(Records from a collection)
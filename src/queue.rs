//! Deferred command queues.
//!
//! A queue in HOLD accumulates commands, RELEASE lets its processor send
//! them in order through the direct path, DISABLE rejects new commands.

use core::fmt;
use core::str::FromStr;
use std::collections::{BTreeMap, VecDeque};
use std::sync::{Arc, Mutex, PoisonError};

use chrono::{DateTime, Utc};
use serde::{Deserialize, Serialize};
use tracing::{error, info};

use crate::command::{CommandInstance, CommandPipeline};
use crate::error::{CoreError, CoreResult, NotFoundKind};

#[derive(Debug, Clone, Copy, PartialEq, Eq, Serialize, Deserialize, Default)]
#[serde(rename_all = "SCREAMING_SNAKE_CASE")]
pub enum QueueState {
    #[default]
    Hold,
    Release,
    Disable,
}

impl fmt::Display for QueueState {
    fn fmt(&self, f: &mut fmt::Formatter<'_>) -> fmt::Result {
        match self {
            QueueState::Hold => write!(f, "HOLD"),
            QueueState::Release => write!(f, "RELEASE"),
            QueueState::Disable => write!(f, "DISABLE"),
        }
    }
}

impl FromStr for QueueState {
    type Err = CoreError;

    fn from_str(s: &str) -> CoreResult<Self> {
        match s.to_ascii_uppercase().as_str() {
            "HOLD" => Ok(QueueState::Hold),
            "RELEASE" => Ok(QueueState::Release),
            "DISABLE" => Ok(QueueState::Disable),
            other => Err(CoreError::Validation(format!("Unknown queue state '{other}'"))),
        }
    }
}

#[derive(Debug, Clone, PartialEq, Serialize, Deserialize)]
pub struct QueuedCommand {
    pub id: u64,
    pub instance: CommandInstance,
    pub queued_at: DateTime<Utc>,
}

#[derive(Debug, Clone, Serialize, Deserialize, Default, PartialEq, Eq)]
pub struct QueueStats {
    pub total_queued: u32,
    pub total_executed: u32,
    pub total_removed: u32,
    pub total_failed: u32,
    pub currently_queued: usize,
}

#[derive(Debug, Clone, Serialize, Deserialize, PartialEq, Eq)]
pub struct QueueInfo {
    pub name: String,
    pub state: QueueState,
    pub stats: QueueStats,
}

#[derive(Debug, Default)]
struct CommandQueue {
    state: QueueState,
    commands: VecDeque<QueuedCommand>,
    stats: QueueStats,
}

impl CommandQueue {
    fn refresh(&mut self) {
        self.stats.currently_queued = self.commands.len();
    }
}

#[derive(Debug, Default)]
pub struct QueueManager {
    queues: Mutex<BTreeMap<String, CommandQueue>>,
    next_id: Mutex<u64>,
}

impl QueueManager {
    pub fn new() -> Self {
        Self::default()
    }

    fn with_queue<T>(&self, name: &str, f: impl FnOnce(&mut CommandQueue) -> CoreResult<T>) -> CoreResult<T> {
        let name = name.to_ascii_uppercase();
        let mut queues = self.queues.lock().unwrap_or_else(PoisonError::into_inner);
        let queue = queues
            .get_mut(&name)
            .ok_or_else(|| CoreError::not_found(NotFoundKind::Queue, name.clone()))?;
        f(queue)
    }

    /// Create a queue; an existing queue keeps its commands and state.
    pub fn create(&self, name: &str, state: QueueState) {
        let name = name.to_ascii_uppercase();
        let mut queues = self.queues.lock().unwrap_or_else(PoisonError::into_inner);
        if !queues.contains_key(&name) {
            info!("Creating queue {} with initial state {}", name, state);
            queues.insert(
                name,
                CommandQueue {
                    state,
                    ..CommandQueue::default()
                },
            );
        }
    }

    pub fn delete(&self, name: &str) -> CoreResult<Vec<QueuedCommand>> {
        let mut queues = self.queues.lock().unwrap_or_else(PoisonError::into_inner);
        let queue = queues
            .remove(&name.to_ascii_uppercase())
            .ok_or_else(|| CoreError::not_found(NotFoundKind::Queue, name))?;
        Ok(queue.commands.into_iter().collect())
    }

    pub fn exists(&self, name: &str) -> bool {
        let queues = self.queues.lock().unwrap_or_else(PoisonError::into_inner);
        queues.contains_key(&name.to_ascii_uppercase())
    }

    pub fn queue_all(&self) -> Vec<QueueInfo> {
        let queues = self.queues.lock().unwrap_or_else(PoisonError::into_inner);
        queues
            .iter()
            .map(|(name, q)| QueueInfo {
                name: name.clone(),
                state: q.state,
                stats: q.stats.clone(),
            })
            .collect()
    }

    pub fn get_state(&self, name: &str) -> CoreResult<QueueState> {
        self.with_queue(name, |q| Ok(q.state))
    }

    pub fn set_state(&self, name: &str, state: QueueState) -> CoreResult<()> {
        self.with_queue(name, |q| {
            q.state = state;
            Ok(())
        })?;
        info!("Queue {} set to {}", name, state);
        Ok(())
    }

    pub fn hold(&self, name: &str) -> CoreResult<()> {
        self.set_state(name, QueueState::Hold)
    }

    pub fn release(&self, name: &str) -> CoreResult<()> {
        self.set_state(name, QueueState::Release)
    }

    pub fn disable(&self, name: &str) -> CoreResult<()> {
        self.set_state(name, QueueState::Disable)
    }

    pub fn enqueue(&self, name: &str, instance: CommandInstance) -> CoreResult<u64> {
        let id = {
            let mut next = self.next_id.lock().unwrap_or_else(PoisonError::into_inner);
            *next += 1;
            *next
        };
        self.with_queue(name, |q| {
            if q.state == QueueState::Disable {
                return Err(CoreError::Validation(format!("Queue '{name}' is disabled")));
            }
            q.commands.push_back(QueuedCommand {
                id,
                instance,
                queued_at: Utc::now(),
            });
            q.stats.total_queued += 1;
            q.refresh();
            Ok(id)
        })
    }

    pub fn list(&self, name: &str) -> CoreResult<Vec<QueuedCommand>> {
        self.with_queue(name, |q| Ok(q.commands.iter().cloned().collect()))
    }

    /// Remove a command by id without executing it.
    pub fn remove(&self, name: &str, id: u64) -> CoreResult<QueuedCommand> {
        self.with_queue(name, |q| {
            let position = q
                .commands
                .iter()
                .position(|c| c.id == id)
                .ok_or_else(|| CoreError::Validation(format!("Command {id} not found in queue '{name}'")))?;
            // remove() keeps the remaining commands in order
            let removed = q.commands.remove(position).ok_or_else(|| {
                CoreError::Validation(format!("Command {id} not found in queue '{name}'"))
            })?;
            q.stats.total_removed += 1;
            q.refresh();
            Ok(removed)
        })
    }

    pub fn clear(&self, name: &str) -> CoreResult<usize> {
        self.with_queue(name, |q| {
            let count = q.commands.len();
            q.commands.clear();
            q.stats.total_removed += count as u32;
            q.refresh();
            Ok(count)
        })
    }

    /// Next command of a released queue.
    pub fn pop_released(&self, name: &str) -> CoreResult<Option<QueuedCommand>> {
        self.with_queue(name, |q| {
            if q.state != QueueState::Release {
                return Ok(None);
            }
            let next = q.commands.pop_front();
            q.refresh();
            Ok(next)
        })
    }

    /// Take a specific command, or the oldest, regardless of state.
    pub fn take(&self, name: &str, id: Option<u64>) -> CoreResult<QueuedCommand> {
        match id {
            Some(id) => self.remove(name, id).map(|c| {
                self.adjust(name, |s| s.total_removed -= 1);
                c
            }),
            None => self.with_queue(name, |q| {
                let next = q
                    .commands
                    .pop_front()
                    .ok_or_else(|| CoreError::Validation(format!("Queue '{name}' is empty")))?;
                q.refresh();
                Ok(next)
            }),
        }
    }

    fn adjust(&self, name: &str, f: impl FnOnce(&mut QueueStats)) {
        let _ = self.with_queue(name, |q| {
            f(&mut q.stats);
            Ok(())
        });
    }

    fn record_result(&self, name: &str, ok: bool) {
        self.adjust(name, |s| {
            if ok {
                s.total_executed += 1;
            } else {
                s.total_failed += 1;
            }
        });
    }

    pub fn get_stats(&self, name: &str) -> CoreResult<QueueStats> {
        self.with_queue(name, |q| Ok(q.stats.clone()))
    }
}

/// Send one queued command now, whatever the queue state.
pub async fn exec(
    queues: &QueueManager,
    pipeline: &CommandPipeline,
    name: &str,
    id: Option<u64>,
) -> CoreResult<CommandInstance> {
    let queued = queues.take(name, id)?;
    let result = pipeline.send(&queued.instance, pipeline.cmd_timeout()).await;
    queues.record_result(name, result.is_ok());
    result.map(|_| queued.instance)
}

/// Dispatch released commands of `name` until the queue is deleted.
pub async fn run_queue_processor(queues: Arc<QueueManager>, pipeline: Arc<CommandPipeline>, name: String) {
    info!("Queue processor for {} running", name);
    loop {
        match queues.pop_released(&name) {
            Ok(Some(queued)) => {
                let result = pipeline
                    .send(&queued.instance, pipeline.cmd_timeout())
                    .await;
                if let Err(e) = &result {
                    error!(
                        "Queue processor failed to process command from queue {}: {}",
                        name, e
                    );
                }
                queues.record_result(&name, result.is_ok());
            }
            Ok(None) => tokio::time::sleep(pipeline.poll_interval()).await,
            Err(_) => {
                info!("Queue {} deleted, processor exiting", name);
                return;
            }
        }
    }
}

#[cfg(test)]
mod tests {
    use super::*;

    fn instance(name: &str) -> CommandInstance {
        CommandInstance {
            target_name: "INST".into(),
            cmd_name: name.into(),
            cmd_params: BTreeMap::new(),
            range_check: true,
            hazardous_check: true,
            raw: false,
            cmd_string: format!("cmd(\"INST {name}\")"),
            username: "anonymous".into(),
            log_message: true,
            queue: Some("OPS".into()),
        }
    }

    #[test]
    fn test_hold_accumulates_in_order() {
        let queues = QueueManager::new();
        queues.create("OPS", QueueState::Hold);
        queues.enqueue("OPS", instance("A")).unwrap();
        queues.enqueue("OPS", instance("B")).unwrap();

        assert!(queues.pop_released("OPS").unwrap().is_none());
        let names: Vec<String> = queues
            .list("OPS")
            .unwrap()
            .into_iter()
            .map(|c| c.instance.cmd_name)
            .collect();
        assert_eq!(names, vec!["A", "B"]);

        queues.release("OPS").unwrap();
        assert_eq!(queues.pop_released("OPS").unwrap().unwrap().instance.cmd_name, "A");
        assert_eq!(queues.get_stats("OPS").unwrap().currently_queued, 1);
    }

    #[test]
    fn test_disabled_queue_rejects() {
        let queues = QueueManager::new();
        queues.create("OPS", QueueState::Disable);
        assert!(queues.enqueue("OPS", instance("A")).is_err());
        assert!(queues.enqueue("MISSING", instance("A")).unwrap_err().is_not_found());
    }

    #[test]
    fn test_remove_take_and_clear() {
        let queues = QueueManager::new();
        queues.create("OPS", QueueState::Hold);
        let a = queues.enqueue("OPS", instance("A")).unwrap();
        let b = queues.enqueue("OPS", instance("B")).unwrap();
        queues.enqueue("OPS", instance("C")).unwrap();

        assert_eq!(queues.remove("OPS", a).unwrap().instance.cmd_name, "A");
        assert!(queues.remove("OPS", a).is_err());
        assert_eq!(queues.take("OPS", Some(b)).unwrap().instance.cmd_name, "B");
        assert_eq!(queues.clear("OPS").unwrap(), 1);

        let stats = queues.get_stats("OPS").unwrap();
        assert_eq!(stats.total_queued, 3);
        assert_eq!(stats.total_removed, 2);
        assert_eq!(stats.currently_queued, 0);
    }

    #[test]
    fn test_state_parsing() {
        assert_eq!("release".parse::<QueueState>().unwrap(), QueueState::Release);
        assert!("PAUSE".parse::<QueueState>().is_err());
    }
}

AIM OF THE TASK:
Wherever a line in the records contains the word "return", copy that line.

COMPLETED EXERCISE:
                return Err(CoreError::Validation(format!("Queue '{name}' is disabled")));
                return Ok(None);
                return;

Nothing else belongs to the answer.